‘What the bloody hell do you think you’re doing, smoking skunk in this house? What are you doing smoking it, full stop?’ she yelled, her temper rising.
‘Take a chill pill, Ma. If anyone catches me, they’ll let me off with a caution. It’s not a problem if it’s just for personal use,’ he drawled with a lop-sided smile.
‘Someone has caught you – me, and I won’t stand for it. You know the rules, and you’ve flagrantly broken them. Now, pack a bag and get out. I don’t care where you stay but you’re not sitting in my house smoking drugs. The next thing I know you’ll be injecting them.’
‘Cool it. I’d never be that stupid, but what’s wrong with a bit of weed?’
‘There are new brain cancers being discovered all the time in those old hippies from the sixties who used it. There is evidence that it causes brain damage and changes personalities. It can also cause mental illness and paranoia. And it’s much stronger than it used to be. Shall I go on?’
‘Like you are now?’
‘Get out of here and don’t come back …’
‘You evil old bitch!’ Ben had stood up, and yelled into her face. ‘You treat me as if I was three years old. I’m old enough to drink, vote, and get married without your permission. If I want to smoke a little dope, there’s nothing you can do to stop me.’
‘Someone about your age fell from a roof today and smashed himself to bits on the pavement below because he was high on skunk, or whatever. Do you want to end up like that? Act your age and not your shoe size.’
‘You shut your mouth. You’re like some sort of Third-World dictator. Where do you get off telling me what I can and can’t do? Just who the hell do you think you are? You’re just a plod, and you don’t even have the brains to think for yourself.’
‘How dare you talk to me like that, you little shit. I’m your mother, God help me …’
‘Hey, what’s happenin’?’ Hal’s deep bass growl sounded up the stairs, and soon his head appeared over the bannister. ‘Nobody’s leaving this house until I find out what’s going on.’

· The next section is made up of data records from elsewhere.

//! Machine-readable exports of sweep records and fit parameters.
//!
//! Sweeps go to CSV (one row per step), fits to pretty-printed JSON. Both
//! carry enough context to be consumed without the figures.

use std::fs::File;
use std::path::Path;

use chrono::{DateTime, Local};
use serde::Serialize;

use crate::error::AppError;
use crate::ghs::GhsFit;
use crate::ghs::ansatz::{ALPHA, KAPPAS};
use crate::sweep::SweepResult;

#[derive(Debug, Serialize)]
struct SweepRow {
    spheres: u32,
    step: usize,
    ff: f64,
    ff_small: f64,
    total_checks: f64,
    valid_checks: f64,
    ratio: f64,
    free_energy: f64,
}

/// Write every step of every sweep as CSV.
pub fn write_sweep_csv(path: &Path, results: &[SweepResult]) -> Result<(), AppError> {
    let mut writer = csv::Writer::from_path(path)
        .map_err(|e| AppError::output(format!("Failed to create export CSV '{}': {e}", path.display())))?;

    for result in results {
        for (step, (rec, f)) in result.records.iter().zip(&result.free_energy).enumerate() {
            writer
                .serialize(SweepRow {
                    spheres: result.spheres,
                    step,
                    ff: rec.ff,
                    ff_small: rec.ff_small,
                    total_checks: rec.total_checks,
                    valid_checks: rec.valid_checks,
                    ratio: rec.ratio,
                    free_energy: *f,
                })
                .map_err(|e| AppError::output(format!("Failed to write export CSV row: {e}")))?;
        }
    }
    writer
        .flush()
        .map_err(|e| AppError::output(format!("Failed to flush export CSV: {e}")))?;
    tracing::info!(path = %path.display(), "wrote sweep CSV");
    Ok(())
}

#[derive(Debug, Serialize)]
struct FitFile<'a> {
    tool: &'static str,
    generated_at: DateTime<Local>,
    names: Vec<&'static str>,
    #[serde(flatten)]
    fit: &'a GhsFit,
}

/// Write the fitted parameters (with names) and fit statistics as JSON.
pub fn write_fit_json(path: &Path, fit: &GhsFit, generated_at: DateTime<Local>) -> Result<(), AppError> {
    let file = File::create(path)
        .map_err(|e| AppError::output(format!("Failed to create fit JSON '{}': {e}", path.display())))?;

    let mut names: Vec<&'static str> = KAPPAS.to_vec();
    names.push(ALPHA);
    let payload = FitFile {
        tool: "smc fit-ghs",
        generated_at,
        names,
        fit,
    };
    serde_json::to_writer_pretty(file, &payload)
        .map_err(|e| AppError::output(format!("Failed to write fit JSON: {e}")))?;
    tracing::info!(path = %path.display(), "wrote fit JSON");
    Ok(())
}

#[cfg(test)]
mod tests {
    use super::*;
    use crate::sweep::StepRecord;

    #[test]
    fn sweep_csv_has_header_and_rows() {
        let dir = tempfile::tempdir().unwrap();
        let path = dir.path().join("sweep.csv");
        let result = SweepResult {
            spheres: 10,
            records: vec![StepRecord {
                ff: 0.0,
                ff_small: 0.05,
                total_checks: 1000.0,
                valid_checks: 500.0,
                ratio: 0.5,
            }],
            free_energy: vec![0.0693],
        };
        write_sweep_csv(&path, &[result]).unwrap();

        let text = std::fs::read_to_string(&path).unwrap();
        let mut lines = text.lines();
        assert_eq!(
            lines.next(),
            Some("spheres,step,ff,ff_small,total_checks,valid_checks,ratio,free_energy")
        );
        assert_eq!(lines.next(), Some("10,0,0.0,0.05,1000.0,500.0,0.5,0.0693"));
    }

    #[test]
    fn fit_json_names_parameters() {
        let dir = tempfile::tempdir().unwrap();
        let path = dir.path().join("fit.json");
        let fit = GhsFit {
            params: vec![0.5; 17],
            unrounded: vec![0.5; 17],
            chi2_initial: 2.0,
            chi2: 1.0,
            max_error: 0.1,
            eta_max_error: 0.45,
            r_max_error: 2.0,
            r_cut: 6.0,
            iterations: 3,
            converged: true,
            message: "ok".to_string(),
        };
        write_fit_json(&path, &fit, Local::now()).unwrap();

        let value: serde_json::Value = serde_json::from_str(&std::fs::read_to_string(&path).unwrap()).unwrap();
        assert_eq!(value["names"][0], "kappa_11");
        assert_eq!(value["names"][16], "alpha");
        assert_eq!(value["params"].as_array().map(Vec::len), Some(17));
        assert_eq!(value["chi2"], 1.0);
        assert_eq!(value["tool"], "smc fit-ghs");
    }
}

There were a lot of angry, hurtful things said that could never be erased, while Hal mediated between mother and son, but they finally reached a truce. Ben promised never to bring the stuff into the house again, to never even dabble in it again, and Olivia promised to try to treat him more like an adult than a rebellious child. Olivia knew she had always felt the need to supervise Ben more closely than Hibbie following some very minor delinquent episodes in his younger teenage years. She had seen enough young lads go off the rails in the course of her career to know how easily they were influenced by peer pressure from who she perceived as budding criminals, and drug use was usually the first step.
In Home Farm Barn that evening, Lauren was dismayed to receive a phone call from her husband telling her that he was in receipt of some unexpected leave, and would be home the next day. As Lauren ended the call, her eyes filled with tears – but not tears of joy. If she was lonely when Kenneth was away, she felt equally as lonely when he came back, if not more so. All he really wanted her for was to be a bit of arm candy if he wanted to go out, and to play the outside of a sausage roll every night. Every night! What other woman would stand for that? Well, she had, and for years now. She wasn’t going to stand for it anymore.

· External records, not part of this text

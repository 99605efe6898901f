//! Input/output helpers.
//!
//! - `# key: value` metadata headers (`header`)
//! - whitespace-delimited numeric tables (`table`)
//! - CSV/JSON exports (`export`)

pub mod export;
pub mod header;
pub mod table;

pub use export::*;
pub use header::*;
pub use table::*;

He had said he’d ring again from the airport when his flight was called, and if she happened to be out when he arrived home, then it was a case of hard luck. He’d have to make do with pot luck and Gerda. She worked, too, and he didn’t show her any respect for what she did.
Back at the cottage, Olivia was sitting at her laptop with the copy of the photofit beside her, looking through pictures of local villains, to see if she recognised anyone having any resemblance to that poor young lad.
Hal came over and looked over her shoulder. ‘Still working?’ he asked.
‘Just looking for a face,’ she explained.
Her husband picked up the sheet of paper, and she could hear him draw in his breath with surprise. ‘What’s up?’ she asked.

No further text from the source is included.